March 26, 2016

Kota Kinabalu’s Mayor wants Shopping Malls to go Cleaner and Greener

Kota Kinabalu’s Mayor wants Shopping Malls to go Cleaner and Greener

Kota Kinabalu's Karamunsing Complex has been touted as a success of more environmentally friendly practices among shopping malls in the city. Photo Credit: Marubishi 128 via Dig Sabah

Shopping malls are notorious worldwide for generating large amounts of waste, but if Kota Kinabalu’s mayor Yeo Boon Hai has his way, those in Sabah’s capital will become more environmentally friendly. The mayor has called on local shopping complexes to go greener by recycling more and adopting Effective Micro-organism Activated Solution (EMAS) methods.

Sabah has long been grappling with excessive amounts of trash strewn across the scenic Bornean state with its world-renowned biodiversity. Recently, Sabah’s minister of Tourism, Culture and Environment, Masidi Manjun, promised to enact “drastic measures” to clean up the state once and for all. Shopping malls are part of the problem, generating plenty of garbage daily as they do. Much of that trash is left unrecycled and ends up further befouling local environments.

As a positive example, the mayor cited Karamunsing Complex, one of the oldest malls in the city, whose owner has adopted EMAS and turned his complex into a center for recycling. “He (the owner James Hwong) came up with the idea to lessen the use of energy, recycle waste in the complex and convert waste into water and environmental friendly by-products, making Karamunsing Complex a more effective, cleaner and happier environment,” Yeo said. “We know Karamunsing Complex is very successful (in recycling and use of EMAS). We hope other complexes will follow suit.” (On the downside, the mall has been criticized for being overly cramped indoors and generating traffic jams outdoors.)

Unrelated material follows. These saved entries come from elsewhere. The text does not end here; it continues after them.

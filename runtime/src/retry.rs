//! Exponential backoff for explicit, caller-driven retries.
//!
//! Nothing in the runtime retries on its own. Applications that want to
//! retry a failed request or a channel recovery wrap it here, choosing which
//! errors are worth another attempt.
//!
//! ```rust
//! use shardlink_runtime::retry::{RetryPolicy, retry_with_predicate};
//! use std::time::Duration;
//!
//! # async fn example() -> Result<(), String> {
//! let policy = RetryPolicy::builder()
//!     .max_retries(5)
//!     .initial_delay(Duration::from_millis(50))
//!     .max_delay(Duration::from_secs(2))
//!     .build();
//!
//! let value = retry_with_predicate(
//!     policy,
//!     || async { Ok::<_, String>(42) },
//!     |err: &String| err.contains("unavailable"),
//! )
//! .await?;
//! assert_eq!(value, 42);
//! # Ok(())
//! # }
//! ```

use rand::Rng;
use std::time::Duration;
use tokio::time::sleep;

/// Backoff schedule.
///
/// # Default Values
///
/// - `max_retries`: 3
/// - `initial_delay`: 100ms
/// - `max_delay`: 5 seconds
/// - `multiplier`: 2.0
/// - `jitter`: 0.2 (each delay varies by up to ±20%)
#[derive(Debug, Clone, PartialEq)]
pub struct RetryPolicy {
    /// Retries after the first attempt
    pub max_retries: usize,
    /// Delay before the first retry
    pub initial_delay: Duration,
    /// Cap on any single delay
    pub max_delay: Duration,
    /// Growth factor between retries
    pub multiplier: f64,
    /// Relative random spread applied to each delay, in `[0, 1]`
    pub jitter: f64,
}

impl Default for RetryPolicy {
    fn default() -> Self {
        Self::builder().build()
    }
}

impl RetryPolicy {
    /// Create a new policy builder.
    #[must_use]
    pub const fn builder() -> RetryPolicyBuilder {
        RetryPolicyBuilder {
            max_retries: 3,
            initial_delay: Duration::from_millis(100),
            max_delay: Duration::from_secs(5),
            multiplier: 2.0,
            jitter: 0.2,
        }
    }

    /// Delay before retry number `attempt` (0-based), without jitter:
    /// `initial_delay * multiplier^attempt`, capped at `max_delay`.
    ///
    /// Multipliers below `1.0` (or NaN) are treated as `1.0`.
    #[must_use]
    pub fn delay_for_attempt(&self, attempt: usize) -> Duration {
        let exponent = i32::try_from(attempt).unwrap_or(i32::MAX);
        let multiplier = self.multiplier.max(1.0);
        let secs = self.initial_delay.as_secs_f64() * multiplier.powi(exponent);
        if !secs.is_finite() || secs >= self.max_delay.as_secs_f64() {
            self.max_delay
        } else {
            Duration::from_secs_f64(secs)
        }
    }

    /// [`delay_for_attempt`](Self::delay_for_attempt) spread by the jitter
    /// factor, still capped at `max_delay`.
    #[must_use]
    pub fn jittered_delay(&self, attempt: usize) -> Duration {
        let base = self.delay_for_attempt(attempt);
        let jitter = if self.jitter.is_nan() { 0.0 } else { self.jitter.clamp(0.0, 1.0) };
        if jitter == 0.0 {
            return base;
        }
        let factor = rand::thread_rng().gen_range((1.0 - jitter)..=(1.0 + jitter));
        base.mul_f64(factor).min(self.max_delay)
    }
}

/// Builder for [`RetryPolicy`].
#[derive(Debug, Clone)]
pub struct RetryPolicyBuilder {
    max_retries: usize,
    initial_delay: Duration,
    max_delay: Duration,
    multiplier: f64,
    jitter: f64,
}

impl RetryPolicyBuilder {
    /// Set maximum number of retries.
    #[must_use]
    pub const fn max_retries(mut self, max_retries: usize) -> Self {
        self.max_retries = max_retries;
        self
    }

    /// Set the delay before the first retry.
    #[must_use]
    pub const fn initial_delay(mut self, delay: Duration) -> Self {
        self.initial_delay = delay;
        self
    }

    /// Set the cap on any single delay.
    #[must_use]
    pub const fn max_delay(mut self, delay: Duration) -> Self {
        self.max_delay = delay;
        self
    }

    /// Set the growth factor.
    #[must_use]
    pub const fn multiplier(mut self, multiplier: f64) -> Self {
        self.multiplier = multiplier;
        self
    }

    /// Set the jitter factor; `0.0` disables jitter.
    #[must_use]
    pub const fn jitter(mut self, jitter: f64) -> Self {
        self.jitter = jitter;
        self
    }

    /// Build the [`RetryPolicy`].
    #[must_use]
    pub const fn build(self) -> RetryPolicy {
        RetryPolicy {
            max_retries: self.max_retries,
            initial_delay: self.initial_delay,
            max_delay: self.max_delay,
            multiplier: self.multiplier,
            jitter: self.jitter,
        }
    }
}

/// Retry `operation` on every error until it succeeds or the policy is
/// exhausted.
///
/// # Errors
///
/// Returns the last error once `max_retries` retries have failed.
pub async fn retry_with_backoff<F, Fut, T, E>(policy: RetryPolicy, operation: F) -> Result<T, E>
where
    F: FnMut() -> Fut,
    Fut: std::future::Future<Output = Result<T, E>>,
    E: std::fmt::Display,
{
    retry_with_predicate(policy, operation, |_| true).await
}

/// Retry `operation` while `is_retryable` accepts its error.
///
/// # Errors
///
/// Returns the first non-retryable error, or the last error once
/// `max_retries` retries have failed.
pub async fn retry_with_predicate<F, Fut, T, E, P>(
    policy: RetryPolicy,
    mut operation: F,
    is_retryable: P,
) -> Result<T, E>
where
    F: FnMut() -> Fut,
    Fut: std::future::Future<Output = Result<T, E>>,
    E: std::fmt::Display,
    P: Fn(&E) -> bool,
{
    let mut attempt = 0;

    loop {
        match operation().await {
            Ok(value) => {
                if attempt > 0 {
                    tracing::info!(attempt, "Operation succeeded after retry");
                }
                return Ok(value);
            },
            Err(err) if !is_retryable(&err) => {
                tracing::warn!(error = %err, "Error is not retryable, failing immediately");
                return Err(err);
            },
            Err(err) if attempt >= policy.max_retries => {
                tracing::error!(attempt, error = %err, "Operation failed after max retries");
                return Err(err);
            },
            Err(err) => {
                let delay = policy.jittered_delay(attempt);
                tracing::warn!(
                    attempt,
                    delay_ms = delay.as_millis(),
                    error = %err,
                    "Operation failed, retrying"
                );
                sleep(delay).await;
                attempt += 1;
            },
        }
    }
}

#[cfg(test)]
#[allow(clippy::unwrap_used)]
mod tests {
    use super::*;
    use std::sync::Arc;
    use std::sync::atomic::{AtomicUsize, Ordering};

    fn fast() -> RetryPolicy {
        RetryPolicy::builder()
            .initial_delay(Duration::from_millis(5))
            .jitter(0.0)
            .build()
    }

    #[test]
    fn delays_grow_exponentially() {
        let policy = RetryPolicy::builder()
            .initial_delay(Duration::from_millis(100))
            .max_delay(Duration::from_secs(10))
            .build();

        assert_eq!(policy.delay_for_attempt(0), Duration::from_millis(100));
        assert_eq!(policy.delay_for_attempt(1), Duration::from_millis(200));
        assert_eq!(policy.delay_for_attempt(3), Duration::from_millis(800));
    }

    #[test]
    fn delays_are_capped() {
        let policy = RetryPolicy::builder()
            .initial_delay(Duration::from_secs(1))
            .multiplier(10.0)
            .max_delay(Duration::from_secs(2))
            .build();

        assert_eq!(policy.delay_for_attempt(5), Duration::from_secs(2));
        assert_eq!(policy.delay_for_attempt(usize::MAX), Duration::from_secs(2));
    }

    proptest::proptest! {
        #[test]
        fn delays_never_exceed_the_cap(
            attempt in 0usize..200,
            initial_ms in 1u64..10_000,
            max_ms in 1u64..60_000,
            multiplier in -4.0f64..16.0,
        ) {
            let policy = RetryPolicy::builder()
                .initial_delay(Duration::from_millis(initial_ms))
                .max_delay(Duration::from_millis(max_ms))
                .multiplier(multiplier)
                .build();
            proptest::prop_assert!(policy.delay_for_attempt(attempt) <= Duration::from_millis(max_ms));
            proptest::prop_assert!(policy.jittered_delay(attempt) <= Duration::from_millis(max_ms));
        }
    }

    #[test]
    fn shrinking_multipliers_keep_the_initial_delay() {
        for multiplier in [-2.0, 0.0, 0.5, f64::NAN] {
            let policy = RetryPolicy::builder()
                .initial_delay(Duration::from_millis(100))
                .multiplier(multiplier)
                .build();
            assert_eq!(policy.delay_for_attempt(1), Duration::from_millis(100));
            assert_eq!(policy.delay_for_attempt(4), Duration::from_millis(100));
            assert!(policy.jittered_delay(3) <= policy.max_delay);
        }
    }

    #[test]
    fn jitter_stays_within_bounds() {
        let policy = RetryPolicy::builder()
            .initial_delay(Duration::from_millis(100))
            .jitter(0.5)
            .build();

        for _ in 0..100 {
            let delay = policy.jittered_delay(0);
            assert!(delay >= Duration::from_millis(50));
            assert!(delay <= Duration::from_millis(150));
        }
    }

    #[tokio::test]
    async fn succeeds_after_failures() {
        let calls = Arc::new(AtomicUsize::new(0));
        let result = retry_with_backoff(fast(), || {
            let calls = Arc::clone(&calls);
            async move {
                let n = calls.fetch_add(1, Ordering::SeqCst);
                if n < 2 { Err(format!("attempt {n} failed")) } else { Ok(n) }
            }
        })
        .await;

        assert_eq!(result, Ok(2));
        assert_eq!(calls.load(Ordering::SeqCst), 3);
    }

    #[tokio::test]
    async fn returns_last_error_when_exhausted() {
        let calls = Arc::new(AtomicUsize::new(0));
        let result = retry_with_backoff(RetryPolicy { max_retries: 2, ..fast() }, || {
            let calls = Arc::clone(&calls);
            async move { Err::<(), _>(format!("failure {}", calls.fetch_add(1, Ordering::SeqCst))) }
        })
        .await;

        assert_eq!(result, Err("failure 2".to_string()));
        assert_eq!(calls.load(Ordering::SeqCst), 3);
    }

    #[tokio::test]
    async fn non_retryable_errors_fail_immediately() {
        let calls = Arc::new(AtomicUsize::new(0));
        let result = retry_with_predicate(
            fast(),
            || {
                let calls = Arc::clone(&calls);
                async move {
                    calls.fetch_add(1, Ordering::SeqCst);
                    Err::<(), _>("permanent")
                }
            },
            |err: &&str| err.contains("transient"),
        )
        .await;

        assert!(result.is_err());
        assert_eq!(calls.load(Ordering::SeqCst), 1);
    }
}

The Kinabalu Daya Hotel recycles its food waste and uses greener cleaners. Photo Credit:

The Kinabalu Daya Hotel recycles its food waste and uses greener cleaners. Photo Credit:

In tandem with his efforts to clean up the state, Masidi has also floated the idea of imposing a green tax on high-end hotels, with the proceeds from it going towards ridding Sabah of its ubiquitous trash heaps. “We might call it an environmental tax, and the money will be put into a transparent trust fund to manage garbage disposal or environment protection [to make it] work better,” the minister promised, though the scheme has yet to be implemented.

In the meantime, several local hotels have been making headway on their own in their bid to go greener. One of them, the Kinabalu Daya Hotel, recycles its food waste through composting and uses converted rice-rinsed water as a multipurpose cleaner by way of a greener alternative to customary chemical cleaners. Other hotels across the state, too, have been working on improvements in their waste disposal systems and practices.

The hope is that many other hotels and retail stores in Sabah will follow suit. For examples to emulate, they could look to nearby Singapore, where there are around 32 eco-friendly malls. They feature myriad energy-saving technologies and designs from energy-efficient lighting to more effective air-conditioning systems to less toxic paints with organic compounds. Several of them use collected rainwater for irrigating plants on the premises so as to save on water usage. Malls can also seek to reduce packaging and phase out the use of disposable plastic shopping bags in favor of recyclable bags; they can encourage their tenants to save water and electricity; and they can promote environmentally friendly products at their shops.